A “aliança estratégica”, segundo explicou o Ministério das Relações Exteriores do Brasil em um comunicado, se concentrará nas áreas de defesa e proteção da floresta amazônica, na exploração e exportação de petróleo e gás, petroquímica, produção de etanol e biodiesel, mineração, siderurgia e projetos de infra-estrutura, entre outros.
O ministro das Relações Exteriores, Celso Amoim, recebeu em Brasília na sexta-feira seu colega venezuelano, Alí Rodríguez Araque, para finalizar os detalhes da visita de Lula à Venezuela e dos acordos que serão assinados com o presidente Hugo Chávez, informou um porta-voz do Itamaraty.
Lula e Chávez firmarão um acordo para evitar a tributação dobrada de empresas, e anunciarão a “intensificação” da cooperação entre as petrolíferas estatais Petrobras e PDVSA na exploração conjunta de áreas, em sua atuação em outros mercados, no refino e em petroquímica.

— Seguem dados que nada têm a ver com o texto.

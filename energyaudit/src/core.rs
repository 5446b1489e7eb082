//! Session wiring shared by the CLI and any embedding application.
//! Holds configuration, the umbrella error type and `AuditSession`.

use serde::{Deserialize, Serialize};
use std::path::Path;
use std::sync::Arc;
use std::time::Duration;
use tokio::task::JoinHandle;
use tracing::info;

use crate::circuit::{ConversionError, TopologyStats};
use crate::conflict::{Conflict, ConflictResolutionError, ConflictSeverity, ConflictThresholds};
use crate::events::{RetentionPolicy, MAX_RETENTION_DAYS};
use crate::recalc::{RecalculationError, RecalculationScheduler};
use crate::store::{CalculationKind, CalculationStore, StoreError};
use crate::sync::{SyncEngine, SyncOutcome, SyncStats};

#[derive(Debug, thiserror::Error)]
pub enum EnergyAuditError {
    #[error("IO error: {0}")]
    Io(#[from] std::io::Error),
    #[error("Invalid configuration: {0}")]
    Config(String),
    #[error("Invalid calculation data: {0}")]
    Data(#[from] serde_json::Error),
    #[error(transparent)]
    Store(#[from] StoreError),
    #[error(transparent)]
    Conversion(#[from] ConversionError),
    #[error(transparent)]
    Resolution(#[from] ConflictResolutionError),
    #[error(transparent)]
    Recalculation(#[from] RecalculationError),
}

/// Engine configuration. Every field has a default, so partial JSON files
/// are accepted.
#[derive(Debug, Clone, PartialEq, Serialize, Deserialize)]
#[serde(default)]
pub struct SyncConfig {
    pub enabled: bool,
    pub auto_sync: bool,
    pub auto_sync_interval_secs: u64,
    pub debounce_ms: u64,
    /// Upper bound on reading saved calculations during a sync pass
    pub sync_timeout_ms: u64,
    /// Used for loads saved without a panel
    pub default_system_voltage: f64,
    pub default_power_factor: f64,
    pub thresholds: ConflictThresholds,
    pub retention: RetentionPolicy,
}

impl Default for SyncConfig {
    fn default() -> Self {
        Self {
            enabled: true,
            auto_sync: false,
            auto_sync_interval_secs: 300,
            debounce_ms: 750,
            sync_timeout_ms: 10_000,
            default_system_voltage: 230.0,
            default_power_factor: 0.8,
            thresholds: ConflictThresholds::default(),
            retention: RetentionPolicy::default(),
        }
    }
}

impl SyncConfig {
    pub fn from_file(path: &Path) -> Result<Self, EnergyAuditError> {
        let text = std::fs::read_to_string(path)?;
        let config: SyncConfig = serde_json::from_str(&text)?;
        config.validate()?;
        Ok(config)
    }

    pub fn validate(&self) -> Result<(), EnergyAuditError> {
        if !(self.default_system_voltage > 0.0) {
            return Err(EnergyAuditError::Config(
                "default_system_voltage must be positive".to_string(),
            ));
        }
        if !(self.default_power_factor > 0.0 && self.default_power_factor <= 1.0) {
            return Err(EnergyAuditError::Config(
                "default_power_factor must be in (0, 1]".to_string(),
            ));
        }
        if self.auto_sync_interval_secs == 0 {
            return Err(EnergyAuditError::Config(
                "auto_sync_interval_secs must be at least 1".to_string(),
            ));
        }
        if self.retention.max_age_days.is_some_and(|days| days > MAX_RETENTION_DAYS) {
            return Err(EnergyAuditError::Config(format!(
                "retention.max_age_days must be at most {}",
                MAX_RETENTION_DAYS
            )));
        }
        Ok(())
    }

    pub fn auto_sync_interval(&self) -> Duration {
        Duration::from_secs(self.auto_sync_interval_secs.max(1))
    }

    pub fn debounce(&self) -> Duration {
        Duration::from_millis(self.debounce_ms)
    }

    pub fn sync_timeout(&self) -> Duration {
        Duration::from_millis(self.sync_timeout_ms)
    }
}

/// Summary of a session's state after a sync pass
#[derive(Debug, Clone, Serialize)]
#[serde(rename_all = "camelCase")]
pub struct SyncReport {
    pub outcome: SyncOutcome,
    pub stats: SyncStats,
    pub topology: TopologyStats,
    pub conflicts: Vec<Conflict>,
}

impl SyncReport {
    pub fn unresolved(&self) -> impl Iterator<Item = &Conflict> {
        self.conflicts.iter().filter(|c| !c.resolved)
    }

    /// True if any unresolved conflict is at least `severity`
    pub fn has_severity_at_least(&self, severity: ConflictSeverity) -> bool {
        self.unresolved().any(|c| c.severity >= severity)
    }

    pub fn count_by_severity(&self, severity: ConflictSeverity) -> usize {
        self.unresolved().filter(|c| c.severity == severity).count()
    }
}

/// One engine plus its recalculation scheduler, wired together.
///
/// Must be created from within a Tokio runtime.
pub struct AuditSession {
    engine: SyncEngine,
    scheduler: RecalculationScheduler,
    watcher: JoinHandle<()>,
}

impl AuditSession {
    pub fn new(config: SyncConfig, store: Arc<dyn CalculationStore>) -> Self {
        Self::with_engine(SyncEngine::new(config, store))
    }

    pub fn with_engine(engine: SyncEngine) -> Self {
        let scheduler = RecalculationScheduler::new(Arc::new(engine.clone()), engine.config().debounce());
        let watcher = scheduler.watch(engine.subscribe_changes());
        info!("Audit session started");
        Self {
            engine,
            scheduler,
            watcher,
        }
    }

    pub fn engine(&self) -> &SyncEngine {
        &self.engine
    }

    pub fn scheduler(&self) -> &RecalculationScheduler {
        &self.scheduler
    }

    /// Run a sync pass and collect the resulting state
    pub async fn sync(&self, manual: bool) -> SyncReport {
        let outcome = self.engine.sync_now(manual).await;
        self.report(outcome).await
    }

    pub async fn report(&self, outcome: SyncOutcome) -> SyncReport {
        SyncReport {
            outcome,
            stats: self.engine.stats().await,
            topology: self.engine.topology_stats().await,
            conflicts: self.engine.conflicts().await,
        }
    }

    /// Recalculate every circuit now, bypassing the debounce window.
    /// Returns the circuits that could not be recalculated.
    pub async fn recalculate_all(&self) -> Vec<(String, RecalculationError)> {
        let mut failures = Vec::new();
        for circuit in self.engine.circuits().await {
            if let Err(e) = self.engine.recalculate_circuit(&circuit.id).await {
                failures.push((circuit.id, e));
            }
        }
        failures
    }
}

impl Drop for AuditSession {
    fn drop(&mut self) {
        self.watcher.abort();
    }
}

/// Load a JSON array of saved records into `store`, naming each by its `id`.
/// Returns the number of records imported.
pub async fn import_calculations(
    store: &dyn CalculationStore,
    kind: CalculationKind,
    path: &Path,
) -> Result<usize, EnergyAuditError> {
    let text = std::fs::read_to_string(path)?;
    let records: Vec<serde_json::Value> = serde_json::from_str(&text)?;
    let mut imported = 0;
    for record in records {
        let name = record
            .get("id")
            .and_then(|v| v.as_str())
            .map(str::to_string)
            .ok_or_else(|| {
                EnergyAuditError::Config(format!("{}: record without an \"id\"", path.display()))
            })?;
        store.save_calculation(kind, &name, record).await?;
        imported += 1;
    }
    info!("Imported {} {} records from {}", imported, kind.as_str(), path.display());
    Ok(imported)
}

#[cfg(test)]
mod tests {
    use super::*;
    use crate::store::MemoryStore;
    use std::io::Write;
    use tempfile::NamedTempFile;

    #[test]
    fn test_partial_config_uses_defaults() {
        let mut file = NamedTempFile::new().unwrap();
        write!(file, r#"{{"debounce_ms": 200, "thresholds": {{"voltage_drop_percent": 0.25}}}}"#).unwrap();

        let config = SyncConfig::from_file(file.path()).unwrap();
        assert_eq!(config.debounce(), Duration::from_millis(200));
        assert_eq!(config.thresholds.voltage_drop_percent, 0.25);
        assert_eq!(config.thresholds.high_voltage_drop_percent, 1.0);
        assert_eq!(config.auto_sync_interval_secs, 300);
        assert_eq!(config.retention.max_events, 1000);
    }

    #[test]
    fn test_invalid_config_rejected() {
        let mut file = NamedTempFile::new().unwrap();
        write!(file, r#"{{"default_power_factor": 1.5}}"#).unwrap();
        assert!(matches!(
            SyncConfig::from_file(file.path()),
            Err(EnergyAuditError::Config(_))
        ));
    }

    #[test]
    fn test_retention_age_out_of_range_rejected() {
        let mut file = NamedTempFile::new().unwrap();
        write!(file, r#"{{"retention": {{"max_age_days": 200000000}}}}"#).unwrap();
        let err = SyncConfig::from_file(file.path()).unwrap_err();
        assert!(err.to_string().contains("max_age_days"));

        let mut file = NamedTempFile::new().unwrap();
        write!(file, r#"{{"retention": {{"max_age_days": 90}}}}"#).unwrap();
        let config = SyncConfig::from_file(file.path()).unwrap();
        assert_eq!(config.retention.max_age_days, Some(90));
    }

    #[tokio::test]
    async fn test_import_calculations() {
        let mut file = NamedTempFile::new().unwrap();
        write!(file, r#"[{{"id": "P-1", "panelName": "Panel 1", "voltage": 230}}]"#).unwrap();
        let store = MemoryStore::new();
        let n = import_calculations(&store, CalculationKind::ScheduleOfLoads, file.path())
            .await
            .unwrap();
        assert_eq!(n, 1);

        let mut bad = NamedTempFile::new().unwrap();
        write!(bad, r#"[{{"panelName": "No id"}}]"#).unwrap();
        assert!(import_calculations(&store, CalculationKind::ScheduleOfLoads, bad.path())
            .await
            .is_err());
    }
}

Também será criada uma empresa binacional com a participação da mineradora Companhia Vale do Rio Doce e a companhia estatal venezuelana de desenvolvimento Corpozulia, para explorar reservas de carvão no oeste do país, acrescentou o Itamaraty.
O Brasil, que agilizará o desembolso de créditos para financiar a exportação de bens e serviços brasileiros para projetos de infra-estrutura na Venezuela, disse que espera que a Embraer renove e forneça novas aeronaves Tucano à Força Aérea Venezuelana.
Entre os projetos de obras públicas na Venezuela que já contam ou contarão com a participação de construtoras brasileiras estão duas pontes sobre o rio Orinoco, as linhas 3 e 4 do metrô de Caracas, uma hidrelétrica e um projeto de irrigação.
Lula e Chávez também analisarão a possibilidade de exercícios de segurança conjuntos na floresta amazônica e uma maior cooperação na vigilância da região.
Segundo o Itamaraty, empresas brasileiras poderiam participar do desenvolvimento de um sistema venezuelano de vigilância da parte da floresta que se encontra em seu território.
O intercâmbio comercial entre os dois países foi superior a 1,6 bilhão de dólares em 2004.
Logo depois do referendo do ano passado que confirmou o mandato de Chávez, Lula pediu aos empresários brasileiros que investissem pesadamente na Venezuela. O Brasil desempenhou um papel “pacificador” no tortuoso caminho até o referendo.
Lula permanecerá em Caracas domingo e segunda-feira, quando segue para Suriname e, depois, para a Guiana.